Bauman rushes for 219, NAU tames the Bengals
Facing college football’s most prolific passing game, NAU football team held down the visiting Idaho State University (ISU) Bengals, defeating them 20-3 to even their record at 2-2, dropping ISU to the same record.
The victory was the Jacks fifth straight on Family Weekend and their seventh straight against the Bengals: NAU has not lost at home to ISU since 1984.
“We’re pleased to get back in the victory column in conference play,” said head coach Jerome Souers. “Coming out of Portland State and coming that close was a disappointment for us but I thought our guys bounced back.”
Sophomore running back Zach Bauman and junior running back Giovannie Dixon paced the Lumberjack offense, accounting for much of the yardage. Bauman finished the game with 218 rushing yards while Dixon piled up 83 yards on the ground. The two backs also split two touchdowns, manufacturing the only scores of the game for the NAU offense. Dixon, recognized by many as NAU’s change-of-pace back, carried the ball eight times finishing with a 10.4 yards per carry average.
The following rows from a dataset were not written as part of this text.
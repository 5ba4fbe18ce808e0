//! Constitutive-relation evaluators for Hydrograph.
//!
//! Each evaluator is a pure function of local state: it reads its declared
//! dependencies through an [`EvalContext`](hydrograph_state::EvalContext)
//! and overwrites its outputs. [`default_factory`] registers every type
//! under its configuration name.

#![deny(missing_docs)]
#![deny(rustdoc::broken_intra_doc_links)]
#![forbid(unsafe_code)]

mod common;
pub mod energy_source;
pub mod eos;
pub mod product;
pub mod surface_relperm;
pub mod top_cells;
pub mod water_content;
pub mod wrm;

pub use energy_source::AdvectedEnergySource;
pub use eos::{ConstantEos, EosBasis, EosEvaluator, EquationOfState, IdealGasEos};
pub use product::{CellVolume, Multiplicative};
pub use surface_relperm::{UnfrozenFractionModel, UnfrozenFractionRelPerm};
pub use top_cells::TopCellsSurface;
pub use water_content::RichardsWaterContent;
pub use wrm::{KrelFunction, RelPermEvaluator, VanGenuchten, WrmEvaluator, P_ATM};

use hydrograph_state::EvaluatorFactory;

/// An [`EvaluatorFactory`] with the built-in types and every evaluator in
/// this crate registered.
pub fn default_factory() -> EvaluatorFactory {
    let mut f = EvaluatorFactory::new();
    f.register("eos", EosEvaluator::from_plist)
        .register("WRM", WrmEvaluator::from_plist)
        .register("relative permeability", RelPermEvaluator::from_plist)
        .register("richards water content", RichardsWaterContent::from_plist)
        .register("top cell surface", TopCellsSurface::from_plist)
        .register("advected energy source", AdvectedEnergySource::from_plist)
        .register("unfrozen fraction relperm", UnfrozenFractionRelPerm::from_plist)
        .register("multiplicative", Multiplicative::from_plist)
        .register("cell volume", CellVolume::from_plist);
    f
}

#[cfg(test)]
mod tests {
    use super::*;

    #[test]
    fn default_factory_knows_every_type() {
        let f = default_factory();
        for name in [
            "primary variable",
            "constant",
            "eos",
            "WRM",
            "relative permeability",
            "richards water content",
            "top cell surface",
            "advected energy source",
            "unfrozen fraction relperm",
            "multiplicative",
            "cell volume",
        ] {
            assert!(f.contains(name), "missing {name}");
        }
    }
}
#[cfg(test)]
mod tests {
    use super::*;

    use hydrograph_mesh::{ColumnMesh, SurfaceMesh};

    const FIELDS: &str = r#"{
        "water_content": {"field evaluator type": "primary variable"},
        "relative_permeability": {"field evaluator type": "constant", "value": 1.0},
        "molar_density_liquid": {"field evaluator type": "constant", "value": 1.0},
        "viscosity_liquid": {"field evaluator type": "constant", "value": 1.0},
        "mass_density_liquid": {"field evaluator type": "constant", "value": 0.0},
        "permeability": {"field evaluator type": "constant", "value": 1.0},
        "surface-pressure": {"field evaluator type": "primary variable"}
    }"#;

    fn column_store(ncells: usize) -> StateStore {
        let fields = ParameterList::from_json("field evaluators", FIELDS).unwrap();
        let mut store = StateStore::new().with_evaluator_list(fields);
        let column = ColumnMesh::uniform("domain", 0.0, 1.0, ncells).unwrap();
        let surface = SurfaceMesh::from_faces("surface", &column, vec![column.top_face()]).unwrap();
        store.register_mesh(Arc::new(column));
        store.register_mesh(Arc::new(surface));
        store
    }

    fn config_error(config: &str) -> ConfigError {
        let plist = ParameterList::from_json("flow", config).unwrap();
        match Richards::new(&plist, &column_store(1)) {
            Err(KernelError::Config(e)) => e,
            other => panic!("expected a configuration error, got {other:?}"),
        }
    }

    /// Set up, fill the water content and initialize.
    fn ready(config: &str, ncells: usize) -> (StateStore, Richards) {
        let mut store = column_store(ncells);
        let plist = ParameterList::from_json("flow", config).unwrap();
        let mut pk = Richards::new(&plist, &store).unwrap();
        pk.setup(&mut store).unwrap();
        store.setup().unwrap();
        store.set_scalar(&KeyTag::new("water_content", Tag::NEXT), 1000.0).unwrap();
        pk.initialize(&mut store).unwrap();
        (store, pk)
    }

    fn pressure(cells: Vec<f64>, faces: Vec<f64>) -> TreeVector {
        let data =
            CompositeVector::from_components(FieldShape::cells_and_faces("domain"), vec![cells, faces]).unwrap();
        TreeVector::leaf("flow", data)
    }

    #[test]
    fn both_couplings_conflict() {
        let e = config_error(r#"{"coupled to surface via head": true, "coupled to surface via flux": true}"#);
        assert!(matches!(e, ConfigError::Conflict { .. }), "got {e:?}");
    }

    #[test]
    fn unknown_modes_are_rejected() {
        match config_error(r#"{"update flux mode": "sometimes"}"#) {
            ConfigError::InvalidValue { name, .. } => assert_eq!(name, "update flux mode"),
            other => panic!("expected InvalidValue, got {other:?}"),
        }
        match config_error(r#"{"relative permeability method": "harmonic mean"}"#) {
            ConfigError::InvalidValue { name, .. } => assert_eq!(name, "relative permeability method"),
            other => panic!("expected InvalidValue, got {other:?}"),
        }
    }

    #[test]
    fn water_content_predictor_is_unavailable() {
        match config_error(r#"{"modify predictor via water content": true}"#) {
            ConfigError::InvalidValue { name, .. } => assert_eq!(name, "modify predictor via water content"),
            other => panic!("expected InvalidValue, got {other:?}"),
        }
    }

    #[test]
    fn modes_are_read() {
        let plist = ParameterList::from_json(
            "flow",
            r#"{"update flux mode": "vis", "relative permeability method": "cell centered"}"#,
        )
        .unwrap();
        let pk = Richards::new(&plist, &column_store(1)).unwrap();
        assert_eq!(pk.flux_mode(), FluxUpdateMode::Vis);
        assert_eq!(pk.krel_method(), KrelMethod::CellCentered);
        assert_eq!(pk.coupling(), SurfaceCoupling::None);
    }

    #[test]
    fn head_coupling_forces_iteration_flux_updates() {
        let plist = ParameterList::from_json(
            "flow",
            r#"{"coupled to surface via head": true, "update flux mode": "never"}"#,
        )
        .unwrap();
        let pk = Richards::new(&plist, &column_store(1)).unwrap();
        assert_eq!(pk.coupling(), SurfaceCoupling::Head);
        assert_eq!(pk.flux_mode(), FluxUpdateMode::Iteration);
    }

    #[test]
    fn remaining_boundary_faces_get_zero_flux() {
        let (mut store, mut pk) = ready(
            r#"{"initial condition": {"value": 101325.0},
                "boundary conditions": {"pressure": {"base": {"boundary": "bottom", "value": 90000.0}}}}"#,
            2,
        );
        pk.update_boundary_conditions(&mut store, 0.0, false).unwrap();
        let bcs = pk.boundary_conditions();
        assert_eq!(bcs.kind(0), BcKind::Dirichlet);
        assert_eq!(bcs.value(0), 90000.0);
        assert_eq!(bcs.kind(1), BcKind::None);
        assert_eq!(bcs.kind(2), BcKind::Neumann);
        assert_eq!(bcs.value(2), 0.0);
    }

    #[test]
    fn head_coupling_pins_the_parent_face() {
        let (mut store, mut pk) = ready(
            r#"{"initial condition": {"value": 101325.0}, "coupled to surface via head": true}"#,
            2,
        );
        store.set_scalar(&KeyTag::new("surface-pressure", Tag::NEXT), 101500.0).unwrap();
        pk.update_boundary_conditions(&mut store, 0.0, false).unwrap();
        let bcs = pk.boundary_conditions();
        assert_eq!(bcs.kind(2), BcKind::Dirichlet);
        assert_eq!(bcs.value(2), 101500.0);
        assert_eq!(bcs.kind(0), BcKind::Neumann);
    }

    #[test]
    fn pressure_bounds_gate_admissibility() {
        let (_store, pk) = ready(r#"{"initial condition": {"value": 101325.0}}"#, 1);
        assert!(pk.is_admissible(&pressure(vec![101325.0], vec![101325.0; 2])));
        assert!(!pk.is_admissible(&pressure(vec![-2.0e9], vec![101325.0; 2])));
        assert!(!pk.is_admissible(&pressure(vec![101325.0], vec![2.0e8, 0.0])));
        // Both bounds are inclusive.
        assert!(pk.is_admissible(&pressure(vec![-1.0e9], vec![101325.0; 2])));
        assert!(pk.is_admissible(&pressure(vec![1.0e8], vec![-1.0e9, 1.0e8])));
    }

    #[test]
    fn non_finite_trials_are_rejected() {
        let (mut store, mut pk) = ready(r#"{"initial condition": {"value": 101325.0}}"#, 1);
        assert!(!pk.is_admissible(&pressure(vec![f64::NAN], vec![f64::NAN; 2])));
        assert!(!pk.is_admissible(&pressure(vec![f64::NAN], vec![101325.0; 2])));
        assert!(!pk.is_admissible(&pressure(vec![101325.0], vec![101325.0, f64::INFINITY])));

        let u = pk.state_to_solution(&mut store, &Tag::NEXT).unwrap();
        let mut r = u.zeros_like();
        pk.fun(&mut store, 0.0, 3600.0, None, &u, &mut r).unwrap();
        assert_eq!(pk.enorm(&u, &pressure(vec![f64::NAN], vec![f64::NAN; 2])), f64::INFINITY);
        assert_eq!(pk.enorm(&u, &pressure(vec![0.0], vec![0.0, f64::NAN])), f64::INFINITY);
        assert_eq!(pk.enorm(&u, &pressure(vec![0.0], vec![0.0; 2])), 0.0);
    }

    #[test]
    fn value_initial_condition_fills_both_tags() {
        let (mut store, _pk) = ready(r#"{"initial condition": {"value": 95000.0}}"#, 2);
        for tag in [Tag::NEXT, Tag::PREVIOUS] {
            let p = store.get_field(&KeyTag::new("pressure", tag)).unwrap();
            assert_eq!(p.view("cell").unwrap(), &[95000.0; 2]);
            assert_eq!(p.view("face").unwrap(), &[95000.0; 3]);
        }
    }

    /// Water content `1e-3 p` and constant coefficients: the residual is
    /// linear in pressure and the assembled Jacobian is exact.
    const LINEAR_FIELDS: &str = r#"{
        "water_content": {"field evaluator type": "multiplicative",
                          "evaluator dependencies": ["pressure"], "coefficient": 1.0e-3},
        "relative_permeability": {"field evaluator type": "constant", "value": 1.0},
        "molar_density_liquid": {"field evaluator type": "constant", "value": 1.0},
        "viscosity_liquid": {"field evaluator type": "constant", "value": 1.0},
        "mass_density_liquid": {"field evaluator type": "constant", "value": 1000.0},
        "permeability": {"field evaluator type": "constant", "value": 1.0}
    }"#;

    #[test]
    fn preconditioner_inverts_the_residual_change() {
        let fields = ParameterList::from_json("field evaluators", LINEAR_FIELDS).unwrap();
        let mut store = StateStore::new()
            .with_factory(hydrograph_evaluators::default_factory())
            .with_evaluator_list(fields);
        store.register_mesh(Arc::new(ColumnMesh::uniform("domain", 0.0, 1.0, 3).unwrap()));
        let plist = ParameterList::from_json(
            "flow",
            r#"{"initial condition": {"value": 101325.0},
                "boundary conditions": {"pressure": {"base": {"boundary": "bottom", "value": 101325.0}}}}"#,
        )
        .unwrap();
        let mut pk = Richards::new(&plist, &store).unwrap();
        pk.setup(&mut store).unwrap();
        store.setup().unwrap();
        pk.initialize(&mut store).unwrap();

        let (t0, t1) = (0.0, 10.0);
        let u = pressure(vec![101000.0, 101500.0, 102000.0], vec![100900.0, 101200.0, 101800.0, 102100.0]);
        let mut r0 = u.zeros_like();
        pk.fun(&mut store, t0, t1, None, &u, &mut r0).unwrap();
        pk.update_precon(&mut store, t1, &u, t1 - t0).unwrap();

        let delta = pressure(vec![2.0, -3.0, 1.0], vec![0.5, 0.0, -1.0, 2.0]);
        let mut shifted = u.clone();
        shifted.update(1.0, &delta, 1.0).unwrap();
        let mut dr = u.zeros_like();
        pk.fun(&mut store, t0, t1, None, &shifted, &mut dr).unwrap();
        dr.update(-1.0, &r0, 1.0).unwrap();

        let mut du = u.zeros_like();
        pk.precon(&dr, &mut du).unwrap();
        for (got, want) in du.values().zip(delta.values()) {
            assert!((got - want).abs() < 1e-6, "{got} vs {want}");
        }
    }

    #[test]
    fn uniform_pressure_at_rest_has_no_residual() {
        let (mut store, mut pk) = ready(
            r#"{"initial condition": {"value": 101325.0},
                "boundary conditions": {"pressure": {"all": {"boundary": "all", "value": 101325.0}}}}"#,
            1,
        );
        let u = pk.state_to_solution(&mut store, &Tag::NEXT).unwrap();
        let mut r = u.zeros_like();
        pk.fun(&mut store, 0.0, 3600.0, None, &u, &mut r).unwrap();
        assert!(r.norm_inf() < 1e-9, "residual {r:?}");
        assert_eq!(pk.enorm(&u, &r), 0.0);
        let q = store.field(&KeyTag::new("darcy_flux", Tag::NEXT)).unwrap();
        assert!(q.norm_inf() < 1e-9);
    }

    #[test]
    fn steady_single_cell_step_converges_immediately() {
        let (mut store, mut pk) = ready(r#"{"initial condition": {"value": 101325.0}}"#, 1);
        let mut bdf = crate::bdf::Bdf1Integrator::new(crate::bdf::Bdf1Config::default());
        match bdf.step(&mut pk, &mut store, 0.0, 3600.0).unwrap() {
            crate::error::StepOutcome::Converged { iterations, enorm } => {
                assert_eq!(iterations, 0);
                assert!(enorm < 1.0);
            }
            other => panic!("expected Converged, got {other:?}"),
        }
        let p = store.field(&KeyTag::new("pressure", Tag::NEXT)).unwrap();
        assert_eq!(p.view("cell").unwrap(), &[101325.0]);
    }

    #[test]
    fn water_table_gives_hydrostatic_cells() {
        let (mut store, pk) = ready(
            r#"{"initial condition": {"water table elevation": 1.0, "density": 1000.0}}"#,
            2,
        );
        let u = pk.state_to_solution(&mut store, &Tag::PREVIOUS).unwrap();
        let cells = u.leaf_data().unwrap().view("cell").unwrap();
        // Cell centroids at 0.25 and 0.75.
        let g = 9.80665;
        assert!((cells[0] - (P_ATM + 1000.0 * g * 0.75)).abs() < 1e-6);
        assert!((cells[1] - (P_ATM + 1000.0 * g * 0.25)).abs() < 1e-6);
    }

    #[test]
    fn missing_initial_condition_fails() {
        let mut store = column_store(1);
        let mut pk = Richards::new(&ParameterList::new("flow"), &store).unwrap();
        pk.setup(&mut store).unwrap();
        store.setup().unwrap();
        match pk.initialize(&mut store) {
            Err(KernelError::Config(ConfigError::MissingParameter { name, .. })) => {
                assert_eq!(name, "initial condition")
            }
            other => panic!("expected MissingParameter, got {other:?}"),
        }
    }
}
//! Process kernels for Hydrograph.
//!
//! A process kernel (PK) turns a physical model into a nonlinear function
//! of its primary unknowns that the [`Bdf1Integrator`] can drive. This
//! crate holds:
//!
//! - the [`NonlinearFunction`] / [`ProcessKernel`] contract and the
//!   hierarchical [`TreeVector`] solution type,
//! - the discrete-operator collaborators ([`operators`], [`bc`]) and the
//!   linear-solve collaborator ([`solver`], [`precon`]),
//! - the [`Richards`] flow and [`Energy`] kernels,
//! - the [`StrongCoupler`] and [`SurfaceSubsurfaceCoupler`],
//! - [`Bdf1Integrator`] and [`TimestepController`].

#![deny(missing_docs)]
#![deny(rustdoc::broken_intra_doc_links)]
#![forbid(unsafe_code)]

pub mod bc;
pub mod bdf;
pub mod controller;
pub mod coupler;
pub mod energy;
pub mod error;
pub mod kernel;
pub mod operators;
pub mod precon;
pub mod richards;
pub mod solver;
pub mod tree_vector;

pub use bc::{BcKind, BcValue, BoundaryConditions};
pub use bdf::{Bdf1Config, Bdf1Integrator};
pub use controller::{AdvanceSummary, TimestepConfig, TimestepController};
pub use coupler::{CouplerPrecon, StrongCoupler, SurfaceSubsurfaceCoupler};
pub use energy::Energy;
pub use error::{KernelError, SolverError, StepFailure, StepOutcome};
pub use kernel::{KernelState, NonlinearFunction, PhysicalBase, ProcessKernel};
pub use precon::{AssembledPrecon, PreconMode};
pub use richards::{FluxUpdateMode, KrelMethod, Richards, SurfaceCoupling};
pub use solver::{DiagonalSolver, DirectSolver, LinearSolver};
pub use tree_vector::TreeVector;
The amount of touches by the combined two was an effort to keep the high-powered Bengal attack off the field.
“All week, we’ve been stressing the run[ning] game a lot,” Bauman said. “[With a] performance like that, I’ve just got to thank God [and] thank my offensive line. [The] coaches were trusting us with the ball in our hands. We had a great week of practice and I think it showed.”
Junior quarterback Cary Grossart was not as effective in the game, but did not necessarily have to be with the rushing attack as good as it was. The signal caller completed 11 of his 20 attempts for 149 yards but did not throw a touchdown pass. The top receiver for the Jacks was junior Khalil Paden, who hauled in four passes for 58 yards. Grossart was able to show his dual-threat ability as he escaped pressure and scrambled around numerous times, finishing with 36 rushing yards and also taking some big time hits in the process.
“Some of those holes opened up and I just took off,” Grossart said. “I definitely need to learn to hook-slide a little bit. I’m still learning so I kind of wanted to get out there and run around.”
NAU sacked ISU quarterback Kevin Yost 10 times while also recovering two fumbles: one at the goal line, scooped up by junior safety Taylor Patton, and another when senior defensive end Isaac Bond recorded one of his two sacks on Yost. Bond popped the ball loose on the play and fellow defensive lineman Blayne Anderson pounced on the recovery. Junior safety Taylor Malenfant also intercepted Yost on what was a promising Bengal drive midway through the second quarter.
“As a defense, we had been a little dry,” Bond said. “We knew we were going to get a chance to rush the passer and that’s we wanted to do and that’s what we did. When you hit the quarterback like that, it affects his throw a lot.”
After the two squads traded punts to open the game, NAU struck first when Bauman sprang to the outside and sprinted 59 yards to the end zone on NAU’s fifth play of the game. The Jacks extended the lead to 10-0 after a Matt Myers field goal from 34 yards away following the goal line fumble recovery. After another ISU punt, Dixon found a hole, stumbled a bit, but still managed to scamper 60 yards to stretch the lead to 17-0. The Bengals finally got on the board with a 41-yard field goal to make the score 17-3 going into halftime.
Following the break, NAU tacked on another field goal from Myers to pad the lead to 20-3. The second half, consumed by long drives and consistent play by both sides, came and went with neither team finding the end zone. The Jacks continued to pound away on the ground to chew up clock. The defensive bright spots shined through in the sluggish half, including the majority of the recorded sacks. The Jacks held the Bengals’ attack to 214 yards; 171 of them through the air. “I thought [defensive coordinator] Andy [Thompson] did a great job of sequencing [the game] and keeping them off balance,” Souers said. “We have a lot of respect for that offense.”
The Jacks get nearly two weeks to rest and prepare for their next opponent, the defending Football Championship Subdivision champion, the Eastern Washington Eagles. The bye week comes at a time when the Lumberjacks need to heal up some injuries and design a game plan to counter the surprisingly winless Eagles.
“This bye gives us a chance to get healed up, rested up and get ready for Eastern to come here in two weeks,” Bond said.